The use of fiscal policies can be an effective means to promote sustainability in the transport sector, with such policies having the potential to reduce the consumption of fossil fuels in the transport sector, alleviate rapid motorization, contribute to the improved efficiency of transport systems, and contribute to the internalization of the associated environmental and health costs, such as those from air pollution. Air pollution is a key environmental concern for the Philippines and places a major burden on the health of the citizens.

The Department of Finance is pursuing several fiscal policy reforms. The current administration signed into law in December 2017 Republic Act No. 10963, otherwise known as the Tax Reform for Acceleration and Inclusion (TRAIN) Act, which is the first of five planned tax reform packages in the Comprehensive Tax Reform Program.

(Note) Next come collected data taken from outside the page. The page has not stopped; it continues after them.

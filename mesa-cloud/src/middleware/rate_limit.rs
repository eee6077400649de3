//! Per-class request rate limiting
//!
//! Sliding-window logs keyed by (class, client IP). Counters live in process
//! memory; `cleanup` runs every 5 minutes from `main`.

use axum::{
    extract::{Request, State},
    http::{HeaderValue, StatusCode},
    middleware::Next,
    response::{IntoResponse, Response},
};
use std::collections::{HashMap, VecDeque};
use std::sync::Arc;
use std::time::Duration;
use tokio::sync::Mutex;
use tokio::time::Instant;

use crate::config::Environment;
use crate::security_log;
use crate::state::AppState;

const MINUTE: u64 = 60;

/// Endpoint class with its own budget
#[derive(Debug, Clone, Copy, PartialEq, Eq, Hash)]
pub enum RateLimitClass {
    General,
    Auth,
    RestaurantCreation,
    UserManagement,
    Upload,
    Search,
    PasswordChange,
}

#[derive(Debug, Clone, Copy, PartialEq, Eq)]
pub struct RateLimitRule {
    pub max_requests: usize,
    pub window: Duration,
}

impl RateLimitRule {
    const fn new(max_requests: usize, window_minutes: u64) -> Self {
        Self {
            max_requests,
            window: Duration::from_secs(window_minutes * MINUTE),
        }
    }
}

impl RateLimitClass {
    pub const ALL: [RateLimitClass; 7] = [
        Self::General,
        Self::Auth,
        Self::RestaurantCreation,
        Self::UserManagement,
        Self::Upload,
        Self::Search,
        Self::PasswordChange,
    ];

    pub fn name(&self) -> &'static str {
        match self {
            Self::General => "general",
            Self::Auth => "auth",
            Self::RestaurantCreation => "restaurant_creation",
            Self::UserManagement => "user_management",
            Self::Upload => "upload",
            Self::Search => "search",
            Self::PasswordChange => "password_change",
        }
    }

    /// Budget for the environment; non-production runs with the relaxed table
    pub fn rule(&self, environment: Environment) -> RateLimitRule {
        let prod = environment.is_production();
        match self {
            Self::General => RateLimitRule::new(if prod { 100 } else { 1000 }, 15),
            Self::Auth => RateLimitRule::new(if prod { 5 } else { 50 }, 15),
            Self::RestaurantCreation => RateLimitRule::new(if prod { 3 } else { 50 }, 60),
            Self::UserManagement => RateLimitRule::new(if prod { 30 } else { 300 }, 15),
            Self::Upload => RateLimitRule::new(if prod { 10 } else { 100 }, 15),
            Self::Search => RateLimitRule::new(if prod { 60 } else { 600 }, 1),
            Self::PasswordChange => RateLimitRule::new(if prod { 3 } else { 30 }, 60),
        }
    }

    pub fn message(&self) -> &'static str {
        match self {
            Self::General => "Too many requests from this IP, please try again later.",
            Self::Auth => "Too many authentication attempts, please try again later.",
            Self::RestaurantCreation => {
                "Too many restaurant registrations from this IP, please try again later."
            }
            Self::UserManagement => "Too many user management requests, please slow down.",
            Self::Upload => "Too many uploads, please try again later.",
            Self::Search => "Too many search requests, please slow down.",
            Self::PasswordChange => "Too many password change attempts, please try again later.",
        }
    }
}

#[derive(Clone, Default)]
pub struct RateLimiter {
    /// (class, IP) -> request instants inside the window, oldest first
    inner: Arc<Mutex<HashMap<(RateLimitClass, String), VecDeque<Instant>>>>,
}

impl RateLimiter {
    pub fn new() -> Self {
        Self::default()
    }

    /// Record a request. `Err` carries the seconds until a slot frees up.
    pub async fn check(
        &self,
        class: RateLimitClass,
        ip: &str,
        rule: RateLimitRule,
    ) -> Result<(), u64> {
        self.check_at(class, ip, rule, Instant::now()).await
    }

    async fn check_at(
        &self,
        class: RateLimitClass,
        ip: &str,
        rule: RateLimitRule,
        now: Instant,
    ) -> Result<(), u64> {
        let mut map = self.inner.lock().await;
        let log = map.entry((class, ip.to_owned())).or_default();

        while let Some(&oldest) = log.front() {
            if now.duration_since(oldest) >= rule.window {
                log.pop_front();
            } else {
                break;
            }
        }

        if log.len() >= rule.max_requests {
            let retry_after = log
                .front()
                .map(|&oldest| rule.window.saturating_sub(now.duration_since(oldest)))
                .unwrap_or(rule.window);
            return Err(ceil_secs(retry_after).max(1));
        }

        log.push_back(now);
        Ok(())
    }

    /// Drop stamps that left their class window, then empty entries
    pub async fn cleanup(&self, environment: Environment) {
        self.cleanup_at(environment, Instant::now()).await;
    }

    async fn cleanup_at(&self, environment: Environment, now: Instant) {
        let mut map = self.inner.lock().await;
        for ((class, _), log) in map.iter_mut() {
            let window = class.rule(environment).window;
            log.retain(|&t| now.duration_since(t) < window);
        }
        map.retain(|_, log| !log.is_empty());
    }

    #[cfg(test)]
    async fn tracked_keys(&self) -> usize {
        self.inner.lock().await.len()
    }
}

fn ceil_secs(d: Duration) -> u64 {
    d.as_secs() + u64::from(d.subsec_nanos() > 0)
}

/// Extract client IP: X-Forwarded-For header first (proxy), then peer address.
pub fn extract_ip(request: &Request) -> String {
    if let Some(forwarded) = request.headers().get("x-forwarded-for")
        && let Ok(val) = forwarded.to_str()
    {
        // X-Forwarded-For can be comma-separated; first entry is the original client
        if let Some(first) = val.split(',').next() {
            let ip = first.trim();
            if !ip.is_empty() {
                return ip.to_owned();
            }
        }
    }

    request
        .extensions()
        .get::<axum::extract::ConnectInfo<std::net::SocketAddr>>()
        .map(|ci| ci.0.ip().to_string())
        .unwrap_or_else(|| "unknown".to_owned())
}

fn too_many_requests(class: RateLimitClass, retry_after: u64) -> Response {
    let mut response = (
        StatusCode::TOO_MANY_REQUESTS,
        axum::Json(serde_json::json!({
            "error": "Too many requests",
            "message": class.message(),
            "retryAfter": retry_after,
        })),
    )
        .into_response();
    response
        .headers_mut()
        .insert(http::header::RETRY_AFTER, HeaderValue::from(retry_after));
    response
}

async fn enforce(
    state: &AppState,
    class: RateLimitClass,
    request: Request,
    next: Next,
) -> Result<Response, Response> {
    let ip = extract_ip(&request);
    let rule = class.rule(state.config.environment);
    if let Err(retry_after) = state.rate_limiter.check(class, &ip, rule).await {
        security_log!(
            WARN,
            "rate_limited",
            class = class.name(),
            ip = %ip,
            path = %request.uri().path(),
            retry_after = retry_after
        );
        return Err(too_many_requests(class, retry_after));
    }
    Ok(next.run(request).await)
}

/// General API budget (every `/api` route group)
pub async fn general_rate_limit(
    State(state): State<AppState>,
    request: Request,
    next: Next,
) -> Result<Response, Response> {
    enforce(&state, RateLimitClass::General, request, next).await
}

/// Login and sign-up
pub async fn auth_rate_limit(
    State(state): State<AppState>,
    request: Request,
    next: Next,
) -> Result<Response, Response> {
    enforce(&state, RateLimitClass::Auth, request, next).await
}

/// Restaurant registration
pub async fn restaurant_creation_rate_limit(
    State(state): State<AppState>,
    request: Request,
    next: Next,
) -> Result<Response, Response> {
    enforce(&state, RateLimitClass::RestaurantCreation, request, next).await
}

/// User administration endpoints
pub async fn user_management_rate_limit(
    State(state): State<AppState>,
    request: Request,
    next: Next,
) -> Result<Response, Response> {
    enforce(&state, RateLimitClass::UserManagement, request, next).await
}

/// Slug availability and public menu lookups
pub async fn search_rate_limit(
    State(state): State<AppState>,
    request: Request,
    next: Next,
) -> Result<Response, Response> {
    enforce(&state, RateLimitClass::Search, request, next).await
}

pub async fn password_change_rate_limit(
    State(state): State<AppState>,
    request: Request,
    next: Next,
) -> Result<Response, Response> {
    enforce(&state, RateLimitClass::PasswordChange, request, next).await
}

#[cfg(test)]
mod tests {
    use super::*;

    #[test]
    fn test_rule_table() {
        let prod = Environment::Production;
        let dev = Environment::Development;
        assert_eq!(RateLimitClass::Auth.rule(prod).max_requests, 5);
        assert_eq!(RateLimitClass::Auth.rule(dev).max_requests, 50);
        assert_eq!(RateLimitClass::Auth.rule(prod).window, Duration::from_secs(900));
        assert_eq!(RateLimitClass::General.rule(prod).max_requests, 100);
        assert_eq!(
            RateLimitClass::RestaurantCreation.rule(prod).window,
            Duration::from_secs(3600)
        );
        assert_eq!(RateLimitClass::Search.rule(prod).window, Duration::from_secs(60));
        assert_eq!(RateLimitClass::Search.rule(dev).max_requests, 600);
        assert_eq!(RateLimitClass::PasswordChange.rule(prod).max_requests, 3);
        assert_eq!(RateLimitClass::Upload.rule(Environment::Test).max_requests, 100);
    }

    #[tokio::test]
    async fn test_limit_then_reject_for_every_class() {
        for class in RateLimitClass::ALL {
            let limiter = RateLimiter::new();
            let rule = class.rule(Environment::Production);
            let start = Instant::now();
            for _ in 0..rule.max_requests {
                assert!(limiter.check_at(class, "10.0.0.1", rule, start).await.is_ok());
            }
            let retry = limiter
                .check_at(class, "10.0.0.1", rule, start)
                .await
                .unwrap_err();
            assert!(retry >= 1);
            assert_eq!(retry, rule.window.as_secs());
        }
    }

    #[tokio::test]
    async fn test_window_slides() {
        let limiter = RateLimiter::new();
        let rule = RateLimitRule::new(2, 1);
        let t0 = Instant::now();

        assert!(limiter.check_at(RateLimitClass::Search, "ip", rule, t0).await.is_ok());
        let t1 = t0 + Duration::from_secs(30);
        assert!(limiter.check_at(RateLimitClass::Search, "ip", rule, t1).await.is_ok());

        let t2 = t0 + Duration::from_secs(45);
        assert_eq!(
            limiter.check_at(RateLimitClass::Search, "ip", rule, t2).await,
            Err(15)
        );

        // first stamp has left the window
        let t3 = t0 + Duration::from_secs(60);
        assert!(limiter.check_at(RateLimitClass::Search, "ip", rule, t3).await.is_ok());
    }

    #[tokio::test]
    async fn test_keys_are_independent() {
        let limiter = RateLimiter::new();
        let rule = RateLimitRule::new(1, 15);
        let now = Instant::now();
        assert!(limiter.check_at(RateLimitClass::Auth, "a", rule, now).await.is_ok());
        assert!(limiter.check_at(RateLimitClass::Auth, "b", rule, now).await.is_ok());
        assert!(limiter.check_at(RateLimitClass::General, "a", rule, now).await.is_ok());
        assert!(limiter.check_at(RateLimitClass::Auth, "a", rule, now).await.is_err());
    }

    #[tokio::test]
    async fn test_cleanup_evicts_idle_entries() {
        let limiter = RateLimiter::new();
        let env = Environment::Production;
        let now = Instant::now();
        let search = RateLimitClass::Search.rule(env);
        let auth = RateLimitClass::Auth.rule(env);
        limiter.check_at(RateLimitClass::Search, "a", search, now).await.unwrap();
        limiter.check_at(RateLimitClass::Auth, "a", auth, now).await.unwrap();
        assert_eq!(limiter.tracked_keys().await, 2);

        limiter.cleanup_at(env, now + Duration::from_secs(120)).await;
        assert_eq!(limiter.tracked_keys().await, 1);

        limiter.cleanup_at(env, now + Duration::from_secs(900)).await;
        assert_eq!(limiter.tracked_keys().await, 0);
    }

    #[test]
    fn test_extract_ip_prefers_forwarded_for() {
        let request = Request::builder()
            .header("x-forwarded-for", "203.0.113.9, 10.0.0.1")
            .body(axum::body::Body::empty())
            .unwrap();
        assert_eq!(extract_ip(&request), "203.0.113.9");

        let request = Request::builder().body(axum::body::Body::empty()).unwrap();
        assert_eq!(extract_ip(&request), "unknown");
    }

    #[tokio::test]
    async fn test_429_shape() {
        let response = too_many_requests(RateLimitClass::Auth, 42);
        assert_eq!(response.status(), StatusCode::TOO_MANY_REQUESTS);
        assert_eq!(response.headers()[http::header::RETRY_AFTER], "42");
        let bytes = axum::body::to_bytes(response.into_body(), usize::MAX)
            .await
            .unwrap();
        let body: serde_json::Value = serde_json::from_slice(&bytes).unwrap();
        assert_eq!(body["error"], "Too many requests");
        assert_eq!(body["retryAfter"], 42);
        assert_eq!(body["message"], RateLimitClass::Auth.message());
    }
}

The first package amends select provisions of the National Internal Revenue Code of 1997 and contains fuel and vehicle excise tax reform.

Such fuel and vehicle excise tax reforms can potentially contribute to the mitigation of the negative impacts of transportation, such as on energy use, and on the environment by influencing consumer choice and consumption behaviour.

The study analyzed the impact of the vehicle and fuel excise tax reform of the amended version of one of the bills originally proposed by DOF, House Bill No. 4774, on the fuel economy of newly registered LDVs until the year 2020 using the Fuel Economy Policies Implementation Tool developed by the International Energy Agency. It then estimated the impacts of the improved fuel economy on energy use, emissions, and fuel costs from road transport using the Asian Development Bank’s Transport DataBank Model. It suggested an alternative vehicle taxation scheme aimed at providing more incentives for consumers to purchase more fuel-efficient vehicles while ensuring a similar level of tax revenues.

Instead of a purely price-based vehicle taxation, the study recommends the introduction of a fuel consumption-based component into the vehicle excise taxation in which the fixed tax component is substituted with a fuel consumption-based component that is based on a linear function. This linear relationship ensures that the incentive to shift to more efficient vehicles is similar for all vehicle segments.

“The resulting vehicle excise tax can potentially trigger annual fuel economy improvement rates in the range of 3 percent and lead to corresponding energy, emission and cost savings,” said Clean Air Asia Transport Program Coordinator Kathleen Dematera.

The study is part of the effort led by the Global Fuel Economy Initiative, supported by the European Union, the FIA Foundation, UN Environment, the Global Environment Facility, and other organizations.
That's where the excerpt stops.